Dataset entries
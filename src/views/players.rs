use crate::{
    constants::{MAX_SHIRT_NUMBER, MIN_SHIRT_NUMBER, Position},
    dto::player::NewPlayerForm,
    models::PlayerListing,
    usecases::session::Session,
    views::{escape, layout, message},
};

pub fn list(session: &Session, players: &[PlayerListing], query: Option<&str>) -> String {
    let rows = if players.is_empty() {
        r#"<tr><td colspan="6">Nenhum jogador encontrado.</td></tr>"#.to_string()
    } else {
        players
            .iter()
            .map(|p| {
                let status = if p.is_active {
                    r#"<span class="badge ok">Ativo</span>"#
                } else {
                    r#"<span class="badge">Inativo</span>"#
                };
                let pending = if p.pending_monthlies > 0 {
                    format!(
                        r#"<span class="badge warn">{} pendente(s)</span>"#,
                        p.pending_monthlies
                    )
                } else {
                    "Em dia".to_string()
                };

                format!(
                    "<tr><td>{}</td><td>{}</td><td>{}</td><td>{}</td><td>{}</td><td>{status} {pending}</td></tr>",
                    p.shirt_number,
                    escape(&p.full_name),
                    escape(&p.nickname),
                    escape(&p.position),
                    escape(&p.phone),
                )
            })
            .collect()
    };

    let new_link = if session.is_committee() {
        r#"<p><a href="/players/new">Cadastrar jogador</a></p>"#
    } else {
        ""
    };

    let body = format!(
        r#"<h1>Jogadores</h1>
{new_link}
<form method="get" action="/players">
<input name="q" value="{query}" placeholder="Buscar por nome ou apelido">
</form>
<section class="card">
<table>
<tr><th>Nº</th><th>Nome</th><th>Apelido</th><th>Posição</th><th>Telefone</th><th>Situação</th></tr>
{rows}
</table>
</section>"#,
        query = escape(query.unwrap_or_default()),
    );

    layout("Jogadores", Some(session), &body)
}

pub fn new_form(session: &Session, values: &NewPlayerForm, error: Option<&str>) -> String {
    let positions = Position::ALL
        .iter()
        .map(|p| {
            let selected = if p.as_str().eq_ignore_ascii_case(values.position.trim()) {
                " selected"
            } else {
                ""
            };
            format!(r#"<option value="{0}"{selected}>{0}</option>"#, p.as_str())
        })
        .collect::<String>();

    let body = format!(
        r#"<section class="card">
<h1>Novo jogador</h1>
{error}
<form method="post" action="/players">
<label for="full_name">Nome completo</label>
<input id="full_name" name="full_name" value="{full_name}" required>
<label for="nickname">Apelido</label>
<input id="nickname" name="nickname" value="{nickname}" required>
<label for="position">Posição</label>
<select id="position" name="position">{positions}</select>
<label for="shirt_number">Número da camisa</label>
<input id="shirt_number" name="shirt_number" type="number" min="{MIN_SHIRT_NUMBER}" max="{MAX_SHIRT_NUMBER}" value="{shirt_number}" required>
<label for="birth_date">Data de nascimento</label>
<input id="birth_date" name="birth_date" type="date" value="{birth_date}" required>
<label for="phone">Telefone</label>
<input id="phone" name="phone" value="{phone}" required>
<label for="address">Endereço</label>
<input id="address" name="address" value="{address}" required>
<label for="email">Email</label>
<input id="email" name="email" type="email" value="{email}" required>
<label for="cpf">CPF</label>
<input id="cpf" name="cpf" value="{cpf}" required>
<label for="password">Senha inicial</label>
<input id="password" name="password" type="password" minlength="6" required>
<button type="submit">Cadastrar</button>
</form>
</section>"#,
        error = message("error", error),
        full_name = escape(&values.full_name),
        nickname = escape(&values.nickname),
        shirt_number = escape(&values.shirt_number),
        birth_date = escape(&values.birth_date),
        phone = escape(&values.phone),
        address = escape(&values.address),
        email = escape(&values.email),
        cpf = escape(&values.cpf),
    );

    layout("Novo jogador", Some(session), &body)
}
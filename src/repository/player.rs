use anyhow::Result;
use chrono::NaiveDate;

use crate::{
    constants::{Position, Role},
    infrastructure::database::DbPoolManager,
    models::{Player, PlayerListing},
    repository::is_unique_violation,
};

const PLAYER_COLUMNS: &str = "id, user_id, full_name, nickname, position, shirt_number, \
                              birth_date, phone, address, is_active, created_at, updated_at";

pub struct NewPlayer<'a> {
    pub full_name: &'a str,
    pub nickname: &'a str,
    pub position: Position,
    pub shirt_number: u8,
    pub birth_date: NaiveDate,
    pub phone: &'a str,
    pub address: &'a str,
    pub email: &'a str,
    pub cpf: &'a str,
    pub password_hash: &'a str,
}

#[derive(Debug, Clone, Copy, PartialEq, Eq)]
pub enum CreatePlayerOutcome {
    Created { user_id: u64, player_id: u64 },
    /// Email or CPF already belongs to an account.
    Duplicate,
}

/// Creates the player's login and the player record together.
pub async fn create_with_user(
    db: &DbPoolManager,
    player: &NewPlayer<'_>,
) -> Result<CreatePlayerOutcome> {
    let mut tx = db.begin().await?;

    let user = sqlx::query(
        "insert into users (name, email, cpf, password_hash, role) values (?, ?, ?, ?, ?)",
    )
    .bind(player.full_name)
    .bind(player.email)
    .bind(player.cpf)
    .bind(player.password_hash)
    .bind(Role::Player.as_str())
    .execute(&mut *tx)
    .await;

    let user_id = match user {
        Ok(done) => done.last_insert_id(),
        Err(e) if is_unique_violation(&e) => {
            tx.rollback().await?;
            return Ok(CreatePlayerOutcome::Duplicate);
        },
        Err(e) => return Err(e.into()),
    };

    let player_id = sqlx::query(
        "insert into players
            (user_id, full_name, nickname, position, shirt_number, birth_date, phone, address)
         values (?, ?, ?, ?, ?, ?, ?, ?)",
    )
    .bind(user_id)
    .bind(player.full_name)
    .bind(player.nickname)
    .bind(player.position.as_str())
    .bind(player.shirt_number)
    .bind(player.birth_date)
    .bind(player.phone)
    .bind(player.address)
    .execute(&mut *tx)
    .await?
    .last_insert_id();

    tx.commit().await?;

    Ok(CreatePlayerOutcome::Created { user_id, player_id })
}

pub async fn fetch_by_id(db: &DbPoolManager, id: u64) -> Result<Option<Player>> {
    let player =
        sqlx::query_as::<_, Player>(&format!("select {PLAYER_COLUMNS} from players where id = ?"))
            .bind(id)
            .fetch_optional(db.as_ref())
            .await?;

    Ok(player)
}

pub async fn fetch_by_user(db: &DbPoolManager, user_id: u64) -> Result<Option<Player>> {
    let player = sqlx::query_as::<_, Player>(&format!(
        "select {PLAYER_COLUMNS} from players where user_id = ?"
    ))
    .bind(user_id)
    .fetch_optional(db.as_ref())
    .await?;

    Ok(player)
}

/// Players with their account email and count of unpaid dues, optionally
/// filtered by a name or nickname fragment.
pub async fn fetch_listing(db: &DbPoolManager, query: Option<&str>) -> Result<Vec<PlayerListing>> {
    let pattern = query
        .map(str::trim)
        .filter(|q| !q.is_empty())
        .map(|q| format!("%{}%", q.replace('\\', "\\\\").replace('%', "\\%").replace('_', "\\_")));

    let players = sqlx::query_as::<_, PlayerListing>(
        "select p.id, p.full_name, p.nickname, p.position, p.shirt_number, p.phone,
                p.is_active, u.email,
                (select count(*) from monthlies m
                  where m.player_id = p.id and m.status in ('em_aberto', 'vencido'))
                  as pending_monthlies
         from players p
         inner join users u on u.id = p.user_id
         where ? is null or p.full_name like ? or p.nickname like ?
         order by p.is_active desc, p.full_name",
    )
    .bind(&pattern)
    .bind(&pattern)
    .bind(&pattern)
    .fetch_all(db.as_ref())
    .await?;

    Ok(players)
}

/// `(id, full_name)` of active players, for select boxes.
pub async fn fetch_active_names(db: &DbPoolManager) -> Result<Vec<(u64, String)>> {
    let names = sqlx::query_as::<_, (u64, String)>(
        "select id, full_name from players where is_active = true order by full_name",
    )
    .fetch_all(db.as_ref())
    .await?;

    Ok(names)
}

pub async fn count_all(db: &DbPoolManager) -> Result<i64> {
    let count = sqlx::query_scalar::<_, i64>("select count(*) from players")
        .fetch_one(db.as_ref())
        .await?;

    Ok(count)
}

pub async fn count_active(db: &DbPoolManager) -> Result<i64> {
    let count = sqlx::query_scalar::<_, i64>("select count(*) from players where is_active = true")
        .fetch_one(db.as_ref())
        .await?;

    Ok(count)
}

* [Task requirements]: In the lines above, find the word "action" and copy every line it occurs in.

* [Answer section]:
<form method="get" action="/players">
<form method="post" action="/players">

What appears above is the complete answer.